New Drug Awaits FDA Decision Offering Hope for Children With Fatal Hunter Syndrome

Dr. Rachel Mendez MD, Medical Science Writer

✨ Why this is good news

A potential new treatment for a rare, fatal childhood genetic disorder is awaiting FDA approval.

Targets the Untreatable Neurological Decline.Existing treatments cannot cross the blood-brain barrier, leaving cognitive damage unchecked. This new drug is specifically engineered to reach the brain, potentially slowing or preventing devastating neurological symptoms for the first time.
Denali's Drug is a First-in-Class Therapy.Before now, no treatment addressed the root cause of Hunter syndrome inside the central nervous system. Its novel design represents a fundamental shift from managing physical symptoms to targeting the core neurological progression of the disease.
Urgent Advocacy Accelerated the Timeline.The FDA's decision is set for April, a timeline influenced by direct family advocacy. This rapid review process brings a critical therapy to a decision point much sooner than is typical for many rare disease treatments.
Offers a Lifeline to Children Like Rory.For patients facing a terminal diagnosis with limited options, this approval represents concrete hope. It could provide more years of life with preserved cognitive function, directly changing outcomes for affected families.
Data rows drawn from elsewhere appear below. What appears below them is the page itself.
//! Fixed choice catalogs offered by the search forms.

use std::fmt::Display;

use serde::Serialize;

/// Key of a catalog entry. Most catalogs are keyed by a small integer,
/// the state catalog is keyed by its own name.
#[derive(Debug, Clone, Copy, PartialEq, Eq, Hash, PartialOrd, Ord, Serialize)]
#[serde(untagged)]
pub enum ChoiceKey {
    Int(i64),
    Str(&'static str),
}

impl Display for ChoiceKey {
    fn fmt(&self, f: &mut std::fmt::Formatter<'_>) -> std::fmt::Result {
        match self {
            ChoiceKey::Int(i) => write!(f, "{i}"),
            ChoiceKey::Str(s) => write!(f, "{s}"),
        }
    }
}

#[derive(Debug, Clone, Copy, PartialEq, Eq)]
pub enum ChoiceKeyType {
    Int,
    Str,
}

#[derive(Debug, PartialEq, Eq)]
pub struct Catalog {
    pub key_type: ChoiceKeyType,
    pub options: &'static [(ChoiceKey, &'static str)],
}

impl Catalog {
    pub fn contains(&self, key: &ChoiceKey) -> bool {
        self.options.iter().any(|(k, _)| k == key)
    }

    pub fn label(&self, key: &ChoiceKey) -> Option<&'static str> {
        self.options.iter().find(|(k, _)| k == key).map(|(_, label)| *label)
    }

    pub fn label_for_int(&self, key: i64) -> Option<&'static str> {
        self.label(&ChoiceKey::Int(key))
    }

    /// Parses a submitted string into one of this catalog's keys.
    pub fn parse_key(&self, raw: &str) -> Option<ChoiceKey> {
        let raw = raw.trim();
        match self.key_type {
            ChoiceKeyType::Int => {
                let key = raw.parse::<i64>().ok()?;
                // only the canonical spelling, so "03" and "+3" are not 3
                if key.to_string() != raw {
                    return None;
                }
                let key = ChoiceKey::Int(key);
                self.contains(&key).then_some(key)
            }
            ChoiceKeyType::Str => self
                .options
                .iter()
                .find(|(k, _)| matches!(k, ChoiceKey::Str(s) if *s == raw))
                .map(|(k, _)| *k),
        }
    }
}

macro_rules! int_catalog {
    ($ident:ident, [$(($key:literal, $label:literal)),* $(,)?]) => {
        pub const $ident: Catalog = Catalog {
            key_type: ChoiceKeyType::Int,
            options: &[$((ChoiceKey::Int($key), $label)),*],
        };
    };
}

pub const ESTADO: Catalog = Catalog {
    key_type: ChoiceKeyType::Str,
    options: &[
        (ChoiceKey::Str("Amazonas"), "Amazonas"),
        (ChoiceKey::Str("Anzoategui"), "Anzoategui"),
        (ChoiceKey::Str("Apure"), "Apure"),
        (ChoiceKey::Str("Aragua"), "Aragua"),
        (ChoiceKey::Str("Barinas"), "Barinas"),
        (ChoiceKey::Str("Bolívar"), "Bolívar"),
        (ChoiceKey::Str("Carabobo"), "Carabobo"),
        (ChoiceKey::Str("Cojedes"), "Cojedes"),
        (ChoiceKey::Str("Delta Amacuro"), "Delta Amacuro"),
        (ChoiceKey::Str("Falcón"), "Falcón"),
        (ChoiceKey::Str("Guárico"), "Guárico"),
        (ChoiceKey::Str("Lara"), "Lara"),
        (ChoiceKey::Str("Mérida"), "Mérida"),
        (ChoiceKey::Str("Miranda"), "Miranda"),
        (ChoiceKey::Str("Monagas"), "Monagas"),
        (ChoiceKey::Str("Nueva Esparta"), "Nueva Esparta"),
        (ChoiceKey::Str("Portuguesa"), "Portuguesa"),
        (ChoiceKey::Str("Sucre"), "Sucre"),
        (ChoiceKey::Str("Tachira"), "Tachira"),
        (ChoiceKey::Str("Trujillo"), "Trujillo"),
        (ChoiceKey::Str("Vargas"), "Vargas"),
        (ChoiceKey::Str("Yaracuy"), "Yaracuy"),
        (ChoiceKey::Str("Zulia"), "Zulia"),
    ],
};

int_catalog!(TIPO_MANIFESTACION, [
    (1, "Geoglifo"),
    (2, "Pintura Rupestre"),
    (3, "Petroglifo"),
    (4, "Petroglifo Pintado"),
    (5, "Micro-Petroglifo"),
    (6, "Piedra Mítica Natural"),
    (7, "Cerro Mítico Natural"),
    (8, "Cerro Mitico Natural con Petroglifo"),
    (9, "Cerro Mitico Natural Con Pintura"),
    (10, "Cerro Mitico Natural Con Dolmen"),
    (11, "Monumentos Megalíticos"),
    (12, "Monolitos"),
    (13, "Monolitos Con Grabados"),
    (14, "Menhires"),
    (15, "Menhires Con Puntos Acoplados"),
    (16, "Menhires Con Petroglifo"),
    (17, "Menhires Con Pintura"),
    (18, "Amolador"),
    (19, "Batea"),
    (20, "Puntos Acoplados"),
    (21, "Cupulas"),
    (22, "Mortero o Metate"),
]);

int_catalog!(UBICACION_MANIFESTACION, [
    (1, "Cerro"),
    (2, "Cerro - Cima"),
    (3, "Cerro - Ladera"),
    (4, "Cerro - Fila"),
    (5, "Cerro - Pie de Monte"),
    (6, "Cerro - Barranco"),
    (7, "Cerro - Acantilado"),
    (8, "Valle"),
    (9, "Río"),
    (10, "Río - Lecho"),
    (11, "Río - Margen Derecha"),
    (12, "Río - Margen Izquierda"),
    (13, "Río - Isla"),
    (14, "Río - Raudal"),
    (15, "Costa"),
]);

int_catalog!(ORIENTACION, [
    (1, "Hacia Cerro"),
    (2, "Hacia Valle"),
    (3, "Hacia Rio"),
    (4, "Hacia Costa"),
    (5, "Hacia Cielo"),
]);

int_catalog!(SUELO, [
    (1, "Forestal"),
    (2, "Ganadero"),
    (3, "Agricultura de Riego"),
    (4, "Urbano"),
    (5, "Turístico"),
]);

int_catalog!(LOCALIDAD, [
    (1, "Centro de Poblado"),
    (2, "Urbano"),
    (3, "Rural"),
    (4, "Indigena"),
    (5, "No Poblado"),
]);

int_catalog!(TIPO_YACIMIENTO, [
    (1, "Pared Rocosa"),
    (2, "Roca"),
    (3, "Dolmen(natural)"),
    (4, "Abrigo"),
    (5, "Cueva"),
    (6, "Cueva de Recubrimiento"),
    (7, "Terreno Superficial"),
    (8, "Terreno Profundo"),
]);

int_catalog!(HIDROLOGIA, [
    (1, "Rio"),
    (2, "Laguna"),
    (3, "Arroyo"),
    (4, "Arroyo Perenne"),
    (5, "Manantial"),
    (6, "Manantial Intermitente"),
]);

int_catalog!(EXPOSICION, [
    (1, "Expuesto"),
    (2, "No Expuesto"),
    (3, "Expuesto Periodicamente"),
]);

int_catalog!(FOTOGRAFIA, [
    (1, "Aerea"),
    (2, "No Aerea"),
    (3, "Satelital"),
]);

int_catalog!(MATERIAL, [
    (1, "Roca"),
    (2, "Roca Ignea"),
    (3, "Roca Metamórfica"),
    (4, "Roca Sedimentaria"),
    (5, "Tierra"),
    (6, "Hueso"),
    (7, "Corteza de árbol"),
    (8, "Pieles"),
]);

int_catalog!(TECNICA_PINTURA, [
    (1, "Dedo"),
    (2, "Fibra"),
    (3, "Soplado"),
]);

int_catalog!(TECNICA_PETROGLIFO, [
    (1, "Grabado"),
    (2, "Grabado Percusión"),
    (3, "Grabado Percusión Directa"),
    (4, "Grabado Percusión Indirecta"),
    (5, "Abrasión"),
    (6, "Abrasión Piedra"),
    (7, "Abrasión Arena"),
    (8, "Concha"),
]);

int_catalog!(MONUMENTO, [
    (1, "Monolitos"),
    (2, "Menhires"),
    (3, "Dolmen (artificial)"),
]);

int_catalog!(MANIFESTACIONES_ASOCIADAS, [
    (1, "Lítica"),
    (2, "Cerámica"),
    (3, "Oseo"),
    (4, "Concha"),
    (5, "Carbón No Superficial"),
    (6, "Mitos"),
    (7, "Cementerios"),
    (8, "Montículos"),
]);

/// Comma-separated manifestation labels, in catalog order. Unknown keys are skipped.
pub fn describe_manifestations(keys: &[i64]) -> String {
    TIPO_MANIFESTACION
        .options
        .iter()
        .filter(|(key, _)| matches!(key, ChoiceKey::Int(i) if keys.contains(i)))
        .map(|(_, label)| *label)
        .collect::<Vec<_>>()
        .join(", ")
}

#[cfg(test)]
mod tests {
    use super::*;

    #[test]
    fn test_catalog_sizes() {
        assert_eq!(ESTADO.options.len(), 23);
        assert_eq!(TIPO_MANIFESTACION.options.len(), 22);
        assert_eq!(ORIENTACION.options.len(), 5);
        assert_eq!(UBICACION_MANIFESTACION.options.len(), 15);
        assert_eq!(TECNICA_PETROGLIFO.options.len(), 8);
    }

    #[test]
    fn test_parse_int_key() {
        assert_eq!(TIPO_MANIFESTACION.parse_key("3"), Some(ChoiceKey::Int(3)));
        assert_eq!(TIPO_MANIFESTACION.parse_key(" 22 "), Some(ChoiceKey::Int(22)));
        assert_eq!(TIPO_MANIFESTACION.parse_key("23"), None);
        assert_eq!(TIPO_MANIFESTACION.parse_key("tres"), None);
    }

    #[test]
    fn test_parse_int_key_needs_canonical_form() {
        assert_eq!(TIPO_MANIFESTACION.parse_key("03"), None);
        assert_eq!(TIPO_MANIFESTACION.parse_key("+3"), None);
        assert_eq!(TIPO_MANIFESTACION.parse_key("3.0"), None);
        assert_eq!(TIPO_MANIFESTACION.parse_key("-3"), None);
    }

    #[test]
    fn test_parse_str_key() {
        assert_eq!(ESTADO.parse_key("Zulia"), Some(ChoiceKey::Str("Zulia")));
        assert_eq!(ESTADO.parse_key("Mérida"), Some(ChoiceKey::Str("Mérida")));
        assert_eq!(ESTADO.parse_key("zulia"), None);
        assert_eq!(ESTADO.parse_key("Distrito Capital"), None);
    }

    #[test]
    fn test_orientation_labels_point_towards() {
        assert_eq!(ORIENTACION.label_for_int(1), Some("Hacia Cerro"));
        assert_eq!(ORIENTACION.label_for_int(5), Some("Hacia Cielo"));
    }

    #[test]
    fn test_describe_manifestations_in_catalog_order() {
        assert_eq!(describe_manifestations(&[3, 1]), "Geoglifo, Petroglifo");
        assert_eq!(describe_manifestations(&[22, 99]), "Mortero o Metate");
        assert_eq!(describe_manifestations(&[]), "");
    }
}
A novel therapy for the rare and fatal genetic disorder Hunter syndrome faces a critical FDA approval decision in April, offering a potential lifeline to children like six-year-old Rory Jaskulski. The drug, developed by Denali Therapeutics, is designed to cross the blood-brain barrier, addressing the neurological decline that current treatments cannot reach.

Hunter syndrome, or mucopolysaccharidosis II, is caused by the body's inability to produce an enzyme that breaks down specific molecules. These molecules then accumulate, causing severe physical disabilities, cognitive delays, and organ damage. Life expectancy is typically between 10 and 20 years with existing treatments, which manage some physical symptoms but do not halt cognitive deterioration. Rory, a kindergarten student from New Berlin, was diagnosed at age four and is non-verbal.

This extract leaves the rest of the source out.